The description above states that the matrices are square, and the size is a power of two, and that padding should be used if needed. This restriction allows the matrices to be split in half, recursively, until limit of scalar multiplication is reached. The restriction simplifies the explanation, and analysis of complexity, but is not actually necessary;[7] and in fact, padding the matrix as described will increase the computation time and can easily eliminate the fairly narrow time savings obtained by using the method in the first place.

A good implementation will observe the following:

• It is not necessary or desirable to use the Strassen algorithm down to the limit of scalars. Compared to conventional matrix multiplication, the algorithm adds a considerable ${\displaystyle O(n^{2})}$ workload in addition/subtractions; so below a certain size, it will be better to use conventional multiplication. Thus, for instance, if you start with matrices that are 1600x1600, there is no need to pad to 2048x2048, since you could subdivide down to 25x25 and then use conventional multiplication at that level.
• The method can indeed be applied to square matrices of any dimension.[2] If the dimension is even, they are split in half as described. If the dimension is odd, zero padding by one row and one column is applied first. Such padding can be applied on-the-fly and lazily, and the extra rows and columns discarded as the result is formed. For instance, suppose the matrices are 199x199. They can be split so that the upper-left portion is 100x100 and the lower-right is 99x99. Wherever the operations require it, dimensions of 99 are zero padded to 100 first. Note, for instance, that the product ${\displaystyle M_{2}}$ is only used in the lower row of the output, so is only required to be 99 rows high; and thus the left factor ${\displaystyle (A_{2,1}+A_{2,2})}$ used to generate it need only be 99 rows high; accordingly, there is no need to pad that sum to 100 rows; it is only necessary to pad ${\displaystyle A_{2,2}}$ to 100 columns to match ${\displaystyle A_{2,1}}$.

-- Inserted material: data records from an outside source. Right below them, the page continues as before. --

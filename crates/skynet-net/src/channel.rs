//! Per-topic transport channel.
//!
//! Each channel is an actor running in its own tokio task. The task owns the
//! socket, the lifecycle state and the table of pending reliable sends; the
//! rest of the application talks to it only through a [`ChannelHandle`].
//! Decoded inbound envelopes are pushed, in arrival order, into the event
//! sender supplied at spawn time.

use std::collections::HashMap;
use std::net::{SocketAddr, SocketAddrV4};

use tokio::net::UdpSocket;
use tokio::sync::{mpsc, oneshot};
use tracing::{debug, error, info, trace, warn};

use skynet_shared::constants::MAX_DATAGRAM_SIZE;
use skynet_shared::{Envelope, MessageId, Topic};

use crate::error::ChannelError;
use crate::multicast::{bind_topic_socket, MulticastConfig};
use crate::reliable::{ReliableDelivery, RetryPolicy, SequenceCounter};

/// Lifecycle of a channel.
#[derive(Debug, Clone, Copy, PartialEq, Eq)]
pub enum ChannelState {
    Idle,
    Listening,
    Stopped,
}

/// Notifications sent *from* a channel task.
#[derive(Debug)]
pub enum ChannelEvent {
    /// A well-formed envelope arrived on the topic.
    Envelope(Envelope),
    /// The socket failed; the channel is now `Stopped` and must be restarted.
    Fault { topic: Topic, error: String },
}

/// Commands sent *into* a channel task.
#[derive(Debug)]
enum ChannelCommand {
    Start(oneshot::Sender<Result<(), ChannelError>>),
    Stop(oneshot::Sender<()>),
    Send {
        envelope: Envelope,
        reply: oneshot::Sender<Result<(), ChannelError>>,
    },
    /// Sequence a reliable envelope and park its ack waiter.
    Register {
        envelope: Envelope,
        ack_tx: oneshot::Sender<()>,
        reply: oneshot::Sender<Result<Envelope, ChannelError>>,
    },
    Forget(MessageId),
    Acknowledge {
        message_id: MessageId,
        reply: oneshot::Sender<bool>,
    },
    State(oneshot::Sender<ChannelState>),
    Shutdown,
    /// Make the next datagram write fail with this error kind.
    #[cfg(test)]
    FailNextSend(std::io::ErrorKind),
}

/// Cloneable handle to a running channel task.
#[derive(Debug, Clone)]
pub struct ChannelHandle {
    topic: Topic,
    retry: RetryPolicy,
    cmd_tx: mpsc::Sender<ChannelCommand>,
}

/// Spawn the actor for `topic` in `Idle` state.
///
/// Nothing is bound until [`ChannelHandle::start`] is called.
pub fn spawn_channel(
    topic: Topic,
    config: MulticastConfig,
    retry: RetryPolicy,
    events: mpsc::Sender<ChannelEvent>,
) -> ChannelHandle {
    let (cmd_tx, cmd_rx) = mpsc::channel(256);

    let actor = ChannelActor {
        topic,
        config,
        events,
        state: ChannelState::Idle,
        socket: None,
        dest: None,
        sequences: SequenceCounter::new(),
        pending: HashMap::new(),
        #[cfg(test)]
        fail_next_send: None,
    };
    tokio::spawn(actor.run(cmd_rx));

    ChannelHandle {
        topic,
        retry,
        cmd_tx,
    }
}

impl ChannelHandle {
    pub fn topic(&self) -> Topic {
        self.topic
    }

    pub fn retry_policy(&self) -> RetryPolicy {
        self.retry
    }

    /// Bind and start listening. Calling it while already listening is a no-op.
    pub async fn start(&self) -> Result<(), ChannelError> {
        let (tx, rx) = oneshot::channel();
        self.command(ChannelCommand::Start(tx)).await?;
        rx.await.map_err(|_| ChannelError::ChannelClosed)?
    }

    /// Close the socket and cancel pending reliable sends.
    pub async fn stop(&self) {
        let (tx, rx) = oneshot::channel();
        if self.command(ChannelCommand::Stop(tx)).await.is_ok() {
            let _ = rx.await;
        }
    }

    pub async fn state(&self) -> ChannelState {
        let (tx, rx) = oneshot::channel();
        if self.command(ChannelCommand::State(tx)).await.is_err() {
            return ChannelState::Stopped;
        }
        rx.await.unwrap_or(ChannelState::Stopped)
    }

    /// Fire-and-forget publish. Completes once the datagram is handed to the OS.
    pub async fn send(&self, envelope: Envelope) -> Result<(), ChannelError> {
        let (tx, rx) = oneshot::channel();
        self.command(ChannelCommand::Send {
            envelope,
            reply: tx,
        })
        .await?;
        rx.await.map_err(|_| ChannelError::ChannelClosed)?
    }

    /// Publish with acknowledgement, retransmitting on the retry schedule.
    ///
    /// The wait runs in the caller's task, so the channel keeps serving
    /// other traffic between retransmissions.
    pub async fn send_reliable(&self, envelope: Envelope) -> Result<ReliableDelivery, ChannelError> {
        if !self.topic.policy().is_reliable() {
            return Err(ChannelError::NotReliable(self.topic));
        }

        let (ack_tx, mut ack_rx) = oneshot::channel();
        let (reply_tx, reply_rx) = oneshot::channel();
        self.command(ChannelCommand::Register {
            envelope,
            ack_tx,
            reply: reply_tx,
        })
        .await?;
        let envelope = reply_rx.await.map_err(|_| ChannelError::ChannelClosed)??;

        let message_id = envelope.message_id;
        let sequence = envelope.sequence.unwrap_or_default();
        let mut attempts = 0;

        for delay in self.retry.delays() {
            attempts += 1;
            if let Err(e) = self.send(envelope.clone()).await {
                self.cancel(message_id).await;
                return Err(e);
            }

            match tokio::time::timeout(delay, &mut ack_rx).await {
                Ok(Ok(())) => {
                    debug!(
                        topic = %self.topic,
                        message = %message_id,
                        sequence,
                        attempts,
                        "Reliable send acknowledged"
                    );
                    return Ok(ReliableDelivery { sequence, attempts });
                }
                // Waiter dropped by the actor: channel stopped.
                Ok(Err(_)) => return Err(ChannelError::ChannelClosed),
                Err(_) => {
                    debug!(
                        topic = %self.topic,
                        message = %message_id,
                        attempt = attempts,
                        waited_ms = delay.as_millis() as u64,
                        "No ack yet"
                    );
                }
            }
        }

        self.cancel(message_id).await;
        warn!(
            topic = %self.topic,
            message = %message_id,
            attempts,
            "Reliable send timed out"
        );
        Err(ChannelError::DeliveryTimeout {
            message_id,
            attempts,
        })
    }

    /// Release the reliable send waiting on `message_id`.
    ///
    /// Returns `false` when nothing was waiting (unmatched ack).
    pub async fn acknowledge(&self, message_id: MessageId) -> bool {
        let (tx, rx) = oneshot::channel();
        if self
            .command(ChannelCommand::Acknowledge {
                message_id,
                reply: tx,
            })
            .await
            .is_err()
        {
            return false;
        }
        rx.await.unwrap_or(false)
    }

    /// Terminate the actor task.
    pub async fn shutdown(&self) {
        let _ = self.command(ChannelCommand::Shutdown).await;
    }

    /// Drop the ack waiter of a reliable send whose caller went away.
    pub async fn cancel(&self, message_id: MessageId) {
        let _ = self.command(ChannelCommand::Forget(message_id)).await;
    }

    #[cfg(test)]
    async fn fail_next_send(&self, kind: std::io::ErrorKind) {
        let _ = self.command(ChannelCommand::FailNextSend(kind)).await;
    }

    async fn command(&self, cmd: ChannelCommand) -> Result<(), ChannelError> {
        self.cmd_tx
            .send(cmd)
            .await
            .map_err(|_| ChannelError::ChannelClosed)
    }
}

struct ChannelActor {
    topic: Topic,
    config: MulticastConfig,
    events: mpsc::Sender<ChannelEvent>,
    state: ChannelState,
    socket: Option<UdpSocket>,
    dest: Option<SocketAddrV4>,
    sequences: SequenceCounter,
    pending: HashMap<MessageId, oneshot::Sender<()>>,
    #[cfg(test)]
    fail_next_send: Option<std::io::ErrorKind>,
}

impl ChannelActor {
    async fn run(mut self, mut cmd_rx: mpsc::Receiver<ChannelCommand>) {
        let mut buf = vec![0u8; MAX_DATAGRAM_SIZE];

        loop {
            tokio::select! {
                cmd = cmd_rx.recv() => {
                    match cmd {
                        Some(ChannelCommand::Shutdown) | None => break,
                        Some(cmd) => self.handle_command(cmd).await,
                    }
                }

                received = recv_datagram(self.socket.as_ref(), &mut buf) => {
                    match received {
                        Ok((len, from)) => self.on_datagram(&buf[..len], from).await,
                        Err(e) => self.fail(e).await,
                    }
                }
            }
        }

        self.close();
        debug!(topic = %self.topic, "Channel task terminated");
    }

    async fn handle_command(&mut self, cmd: ChannelCommand) {
        match cmd {
            ChannelCommand::Start(reply) => {
                let _ = reply.send(self.start());
            }
            ChannelCommand::Stop(reply) => {
                if self.state == ChannelState::Listening {
                    info!(topic = %self.topic, "Channel stopped");
                }
                self.close();
                let _ = reply.send(());
            }
            ChannelCommand::Send { envelope, reply } => {
                let result = self.transmit(&envelope).await;
                let _ = reply.send(result);
            }
            ChannelCommand::Register {
                envelope,
                ack_tx,
                reply,
            } => {
                let _ = reply.send(self.register(envelope, ack_tx));
            }
            ChannelCommand::Forget(message_id) => {
                self.pending.remove(&message_id);
            }
            ChannelCommand::Acknowledge { message_id, reply } => {
                let matched = match self.pending.remove(&message_id) {
                    Some(waiter) => waiter.send(()).is_ok(),
                    None => {
                        debug!(topic = %self.topic, message = %message_id, "Dropping unmatched ack");
                        false
                    }
                };
                let _ = reply.send(matched);
            }
            ChannelCommand::State(reply) => {
                let _ = reply.send(self.state);
            }
            ChannelCommand::Shutdown => {}
            #[cfg(test)]
            ChannelCommand::FailNextSend(kind) => {
                self.fail_next_send = Some(kind);
            }
        }
    }

    fn start(&mut self) -> Result<(), ChannelError> {
        if self.state == ChannelState::Listening {
            return Ok(());
        }

        let (socket, dest) = bind_topic_socket(self.topic, &self.config).map_err(|e| {
            error!(topic = %self.topic, error = %e, "Failed to bind topic socket");
            ChannelError::Socket(e)
        })?;

        info!(topic = %self.topic, addr = %dest, "Channel listening");
        self.socket = Some(socket);
        self.dest = Some(dest);
        self.state = ChannelState::Listening;
        Ok(())
    }

    fn register(
        &mut self,
        mut envelope: Envelope,
        ack_tx: oneshot::Sender<()>,
    ) -> Result<Envelope, ChannelError> {
        if self.state != ChannelState::Listening {
            return Err(ChannelError::ChannelClosed);
        }

        let seq = self
            .sequences
            .next(&envelope.sender, &envelope.conversation_id);
        envelope.sequence = Some(seq);
        // Reject oversize payloads before anything is parked.
        envelope.to_datagram()?;

        self.pending.insert(envelope.message_id, ack_tx);
        Ok(envelope)
    }

    async fn transmit(&mut self, envelope: &Envelope) -> Result<(), ChannelError> {
        let dest = match (&self.socket, self.dest) {
            (Some(_), Some(dest)) if self.state == ChannelState::Listening => dest,
            _ => return Err(ChannelError::ChannelClosed),
        };

        let bytes = envelope.to_datagram()?;

        match self.send_datagram(&bytes, dest).await {
            Ok(_) => {
                trace!(
                    topic = %self.topic,
                    message = %envelope.message_id,
                    kind = ?envelope.kind,
                    len = bytes.len(),
                    "Datagram sent"
                );
                Ok(())
            }
            Err(e) => {
                let reported = std::io::Error::new(e.kind(), e.to_string());
                self.fail(e).await;
                Err(ChannelError::Socket(reported))
            }
        }
    }

    async fn send_datagram(&mut self, bytes: &[u8], dest: SocketAddrV4) -> std::io::Result<usize> {
        #[cfg(test)]
        if let Some(kind) = self.fail_next_send.take() {
            return Err(std::io::Error::new(kind, "injected send failure"));
        }
        match &self.socket {
            Some(socket) => socket.send_to(bytes, dest).await,
            None => Err(std::io::ErrorKind::NotConnected.into()),
        }
    }

    async fn on_datagram(&mut self, data: &[u8], from: SocketAddr) {
        let envelope = match Envelope::from_datagram(data) {
            Ok(env) => env,
            Err(e) => {
                debug!(topic = %self.topic, from = %from, len = data.len(), error = %e, "Dropping malformed datagram");
                return;
            }
        };

        if envelope.topic != self.topic.channel_id() {
            debug!(
                topic = %self.topic,
                from = %from,
                claimed = envelope.topic,
                "Dropping envelope for another topic"
            );
            return;
        }

        trace!(
            topic = %self.topic,
            from = %from,
            sender = %envelope.sender,
            kind = ?envelope.kind,
            "Envelope received"
        );

        if self.events.send(ChannelEvent::Envelope(envelope)).await.is_err() {
            warn!(topic = %self.topic, "Event receiver gone, dropping envelope");
        }
    }

    /// Socket failure: stop the channel and report upward. No retry here.
    async fn fail(&mut self, e: std::io::Error) {
        error!(topic = %self.topic, error = %e, "Socket error, stopping channel");
        self.close();
        let _ = self
            .events
            .send(ChannelEvent::Fault {
                topic: self.topic,
                error: e.to_string(),
            })
            .await;
    }

    fn close(&mut self) {
        self.socket = None;
        self.dest = None;
        self.state = ChannelState::Stopped;
        // Dropping the waiters wakes every pending reliable send.
        self.pending.clear();
    }
}

async fn recv_datagram(
    socket: Option<&UdpSocket>,
    buf: &mut [u8],
) -> std::io::Result<(usize, SocketAddr)> {
    match socket {
        Some(socket) => socket.recv_from(buf).await,
        None => std::future::pending().await,
    }
}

Furthermore, there is no need for the matrices to be square. Non-square matrices can be split in half using the same methods, yielding smaller non-square matrices. If the matrices are sufficiently non-square it will be worthwhile reducing the initial operation to more square products, using simple methods which are essentially ${\displaystyle O(n^{2})}$, for instance:

• A product of size [2N x N] * [N x 10N] can be done as 20 separate [N x N] * [N x N] operations, arranged to form the result;
• A product of size [N x 10N] * [10N x N] can be done as 10 separate [N x N] * [N x N] operations, summed to form the result.

These techniques will make the implementation more complicated, compared to simply padding to a power-of-two square; however, it is a reasonable assumption that anyone undertaking an implementation of Strassen, rather than conventional, multiplication, will place a higher priority on computational efficiency than on simplicity of the implementation.

In practice, Strassen's algorithm can be implemented to attain better performance than conventional multiplication even for small matrices, for matrices that are not at all square, and without requiring workspace beyond buffers that are already needed for a high-performance conventional multiplication.[3]